Avec son nouveau single « Les temps passent », Célestin nous invite à découvrir, non sans une pointe d’humour, l’histoire de son enfance et de son adolescence dans les années 80
Années d’insouciance et de liberté, les années 80 ont été une période de grande culture dont les souvenirs ont laissé une empreinte indélébile sur la culture populaire. Une décennie de toutes les fantaisies, une autre époque où il y avait une vraie vie sociale et durant laquelle le chanteur et multi-instrumentiste Célestin a eu la chance d’être adolescent. C’est ce qu’il laisse entendre dans son nouveau single « Les temps passent ». Mais ne vous méprenez pas, il n’a pas toujours été réceptif aux diktats de cette période faste. Connu comme l’une des têtes pensantes du duo Fills Monkey, Célestin a toujours évolué parallèlement en solo comme en témoigne son dernier album en date Deuxième Acte.

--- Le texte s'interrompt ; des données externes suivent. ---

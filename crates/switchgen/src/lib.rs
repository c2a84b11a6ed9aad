//! # Tool-switch accessor generation from MSBuild-style rule schemas
//!
//! A rule schema (the XML `Rule` files build tools use to describe their
//! command-line switches) lists typed properties under a rule with a switch
//! prefix. This crate reads the first rule of such a file and emits one C#
//! accessor per `StringListProperty`, `BoolProperty`, `IntProperty` and
//! `EnumProperty`. Each accessor reads from and registers into the
//! `ActiveToolSwitches` registry of the task base class it is compiled into.
//!
//! ## Usage
//!
//! ```bash
//! switchgen generate rules/cl.xml -o generated/Cl.cs
//! switchgen generate 'rules/*.xml' --out-dir generated
//! switchgen inspect rules/cl.xml
//! ```
//!
//! From code:
//!
//! ```
//! use switchgen::codegen::CodeGenerator;
//!
//! let source = CodeGenerator::default()
//!     .generate_str(r#"<Rule SwitchPrefix="-"><BoolProperty Name="Verbose" Switch="v"/></Rule>"#)
//!     .unwrap();
//! assert!(source.contains(r#"toolSwitch.SwitchValue = "-v";"#));
//! ```
//!
//! ## Modules
//!
//! - [`reader`] - Streaming rule schema reader
//! - [`codegen`] - Accessor rendering and the generation pass
//! - [`schema`] - Rule and property data model
//! - [`config`] - `switchgen.kdl` configuration
//! - [`inputs`] - Resolves files, directories and globs to schemas
//! - [`task`] - Build-host adapter that relays output to the log

pub mod cli;
pub mod codegen;
pub mod config;
pub mod error;
pub mod inputs;
pub mod reader;
pub mod schema;
pub mod task;
use super::utils::string_literal;
use crate::schema::{EnumEntry, effective_switch};

/// Serialize enum entries as a C# jagged array literal of
/// `{ name, effective switch }` rows.
///
/// Rows keep declaration order and are comma-joined on a single line between
/// the opening and closing lines of the array. The literal ends with a line
/// break, so the statement terminator that follows it lands on its own line.
pub(super) fn switch_map_literal(prefix: &str, entries: &[EnumEntry]) -> String {
    let rows: Vec<String> = entries
        .iter()
        .map(|entry| {
            let switch = effective_switch(prefix, entry.switch.as_deref());
            format!(
                r#"new string[2] {{ "{}", "{}" }}"#,
                string_literal(entry.name()),
                string_literal(&switch)
            )
        })
        .collect();

    format!(
        "new string[{}][] {{\n{}\n}}\n",
        entries.len(),
        rows.join(",")
    )
}

#[cfg(test)]
mod tests {
    use super::*;

    #[test]
    fn rows_keep_order_and_compose_prefix() {
        let entries = [EnumEntry::new("O0", Some("")), EnumEntry::new("O2", Some("O2"))];
        assert_eq!(
            switch_map_literal("--", &entries),
            "new string[2][] {\n\
             new string[2] { \"O0\", \"\" },new string[2] { \"O2\", \"--O2\" }\n\
             }\n"
        );
    }

    #[test]
    fn duplicates_are_kept() {
        let entries = [EnumEntry::new("A", Some("a")), EnumEntry::new("A", Some("a"))];
        let literal = switch_map_literal("/", &entries);
        assert!(literal.starts_with("new string[2][] {"));
        assert_eq!(literal.matches(r#"{ "A", "/a" }"#).count(), 2);
    }

    #[test]
    fn empty_table_still_renders() {
        assert_eq!(switch_map_literal("-", &[]), "new string[0][] {\n\n}\n");
    }
}
//! Data model for MSBuild-style rule schemas.
//!
//! Only the parts of a rule file that feed code generation are modelled: the
//! rule's switch prefix and its four property kinds. Every attribute is
//! optional; an absent attribute and an empty one render identically.

use serde::{Deserialize, Serialize};
use serde_with::skip_serializing_none;

/// XML tag of the rule element
pub const RULE_TAG: &str = "Rule";
/// XML tag of an enum entry inside an `EnumProperty`
pub const ENUM_VALUE_TAG: &str = "EnumValue";

/// The first `<Rule>` of a schema document.
#[skip_serializing_none]
#[derive(Debug, Serialize, Deserialize, PartialEq, Eq, Clone, Default)]
#[serde(rename_all = "camelCase")]
pub struct RuleDefinition {
    pub name: Option<String>,
    pub switch_prefix: Option<String>,
}

impl RuleDefinition {
    /// Prefix composed onto every non-empty switch
    pub fn prefix(&self) -> &str {
        self.switch_prefix.as_deref().unwrap_or_default()
    }
}

/// Property element kinds recognized under a rule
#[derive(Debug, Serialize, Deserialize, PartialEq, Eq, PartialOrd, Ord, Clone, Copy, Hash)]
pub enum PropertyKind {
    StringList,
    Bool,
    Int,
    Enum,
}

impl PropertyKind {
    pub const ALL: [PropertyKind; 4] = [
        PropertyKind::StringList,
        PropertyKind::Bool,
        PropertyKind::Int,
        PropertyKind::Enum,
    ];

    /// Qualified XML tag declaring a property of this kind
    pub fn tag(self) -> &'static str {
        match self {
            PropertyKind::StringList => "StringListProperty",
            PropertyKind::Bool => "BoolProperty",
            PropertyKind::Int => "IntProperty",
            PropertyKind::Enum => "EnumProperty",
        }
    }

    /// Look up the kind declared by an element tag
    pub fn from_tag(tag: &[u8]) -> Option<Self> {
        Self::ALL.into_iter().find(|kind| kind.tag().as_bytes() == tag)
    }
}

/// Attributes shared by every property kind
#[skip_serializing_none]
#[derive(Debug, Serialize, Deserialize, PartialEq, Eq, Clone, Default)]
#[serde(rename_all = "camelCase")]
pub struct PropertyInfo {
    pub name: Option<String>,
    pub display_name: Option<String>,
    pub description: Option<String>,
}

impl PropertyInfo {
    pub fn name(&self) -> &str {
        self.name.as_deref().unwrap_or_default()
    }

    pub fn display_name(&self) -> &str {
        self.display_name.as_deref().unwrap_or_default()
    }

    pub fn description(&self) -> &str {
        self.description.as_deref().unwrap_or_default()
    }
}

/// One `<EnumValue>` of an enum property, in declaration order
#[skip_serializing_none]
#[derive(Debug, Serialize, Deserialize, PartialEq, Eq, Clone, Default)]
pub struct EnumEntry {
    pub name: Option<String>,
    pub switch: Option<String>,
}

impl EnumEntry {
    pub fn new(name: impl Into<String>, switch: Option<&str>) -> Self {
        Self {
            name: Some(name.into()),
            switch: switch.map(str::to_owned),
        }
    }

    pub fn name(&self) -> &str {
        self.name.as_deref().unwrap_or_default()
    }
}

/// A property declaration found under the rule.
///
/// Switches are stored raw; the rule prefix is applied at render time with
/// [`effective_switch`].
#[skip_serializing_none]
#[derive(Debug, Serialize, Deserialize, PartialEq, Eq, Clone)]
#[serde(tag = "kind", rename_all = "camelCase")]
pub enum PropertyDeclaration {
    StringList {
        #[serde(flatten)]
        info: PropertyInfo,
        switch: Option<String>,
    },
    Bool {
        #[serde(flatten)]
        info: PropertyInfo,
        switch: Option<String>,
        #[serde(rename = "reverseSwitch")]
        reverse_switch: Option<String>,
    },
    Int {
        #[serde(flatten)]
        info: PropertyInfo,
        switch: Option<String>,
    },
    Enum {
        #[serde(flatten)]
        info: PropertyInfo,
        values: Vec<EnumEntry>,
    },
}

impl PropertyDeclaration {
    pub fn kind(&self) -> PropertyKind {
        match self {
            PropertyDeclaration::StringList { .. } => PropertyKind::StringList,
            PropertyDeclaration::Bool { .. } => PropertyKind::Bool,
            PropertyDeclaration::Int { .. } => PropertyKind::Int,
            PropertyDeclaration::Enum { .. } => PropertyKind::Enum,
        }
    }

    pub fn info(&self) -> &PropertyInfo {
        match self {
            PropertyDeclaration::StringList { info, .. }
            | PropertyDeclaration::Bool { info, .. }
            | PropertyDeclaration::Int { info, .. }
            | PropertyDeclaration::Enum { info, .. } => info,
        }
    }

    pub fn name(&self) -> &str {
        self.info().name()
    }
}

/// A whole rule and its properties, collected for inspection
#[derive(Debug, Serialize, Deserialize, PartialEq, Eq, Clone, Default)]
pub struct RuleSchema {
    pub rule: RuleDefinition,
    pub properties: Vec<PropertyDeclaration>,
}

/// Compose a raw switch with the rule prefix.
///
/// An absent or empty switch yields an empty string; the prefix alone is
/// never emitted.
pub fn effective_switch(prefix: &str, raw: Option<&str>) -> String {
    match raw {
        Some(raw) if !raw.is_empty() => format!("{prefix}{raw}"),
        _ => String::new(),
    }
}

#[cfg(test)]
mod tests {
    use super::*;

    #[test]
    fn prefix_is_composed_onto_present_switches() {
        assert_eq!(effective_switch("-", Some("v")), "-v");
        assert_eq!(effective_switch("--", Some("O2")), "--O2");
        assert_eq!(effective_switch("", Some("v")), "v");
    }

    #[test]
    fn absent_switch_never_yields_bare_prefix() {
        assert_eq!(effective_switch("-", None), "");
        assert_eq!(effective_switch("-", Some("")), "");
        assert_eq!(effective_switch("", None), "");
    }

    #[test]
    fn kinds_round_trip_through_tags() {
        for kind in PropertyKind::ALL {
            assert_eq!(PropertyKind::from_tag(kind.tag().as_bytes()), Some(kind));
        }
        assert_eq!(PropertyKind::from_tag(b"StringProperty"), None);
        assert_eq!(PropertyKind::from_tag(b"Rule"), None);
    }

    #[test]
    fn missing_prefix_defaults_to_empty() {
        assert_eq!(RuleDefinition::default().prefix(), "");
    }

    #[test]
    fn declarations_serialize_with_kind_tag() {
        let decl = PropertyDeclaration::Bool {
            info: PropertyInfo {
                name: Some("Verbose".into()),
                display_name: None,
                description: None,
            },
            switch: Some("v".into()),
            reverse_switch: Some("q".into()),
        };
        let json = serde_json::to_value(&decl).expect("serialize");
        assert_eq!(
            json,
            serde_json::json!({
                "kind": "bool",
                "name": "Verbose",
                "switch": "v",
                "reverseSwitch": "q",
            })
        );
    }
}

À l’écouter déclamer son nouveau texte tel un slameur devant un auditoire, on serait tenté de croire qu’il est nostalgique des années 80 et qu’il fait partie du club de ceux qui pensent que c’était mieux avant. Mais loin de là. Désireux de suivre ses rêves avec ce besoin insatiable de déconstruire les schémas de vie préconçus, il s’inspire de son expérience personnelle durant son enfance pour nous inviter à s’affranchir des codes de société pour un meilleur épanouissement. La vidéo en forme de live session se veut très sobre, ce qui permet au téléspectateur de se concentrer sur les paroles très générationnelles de cette chanson qui déborde d’humanité.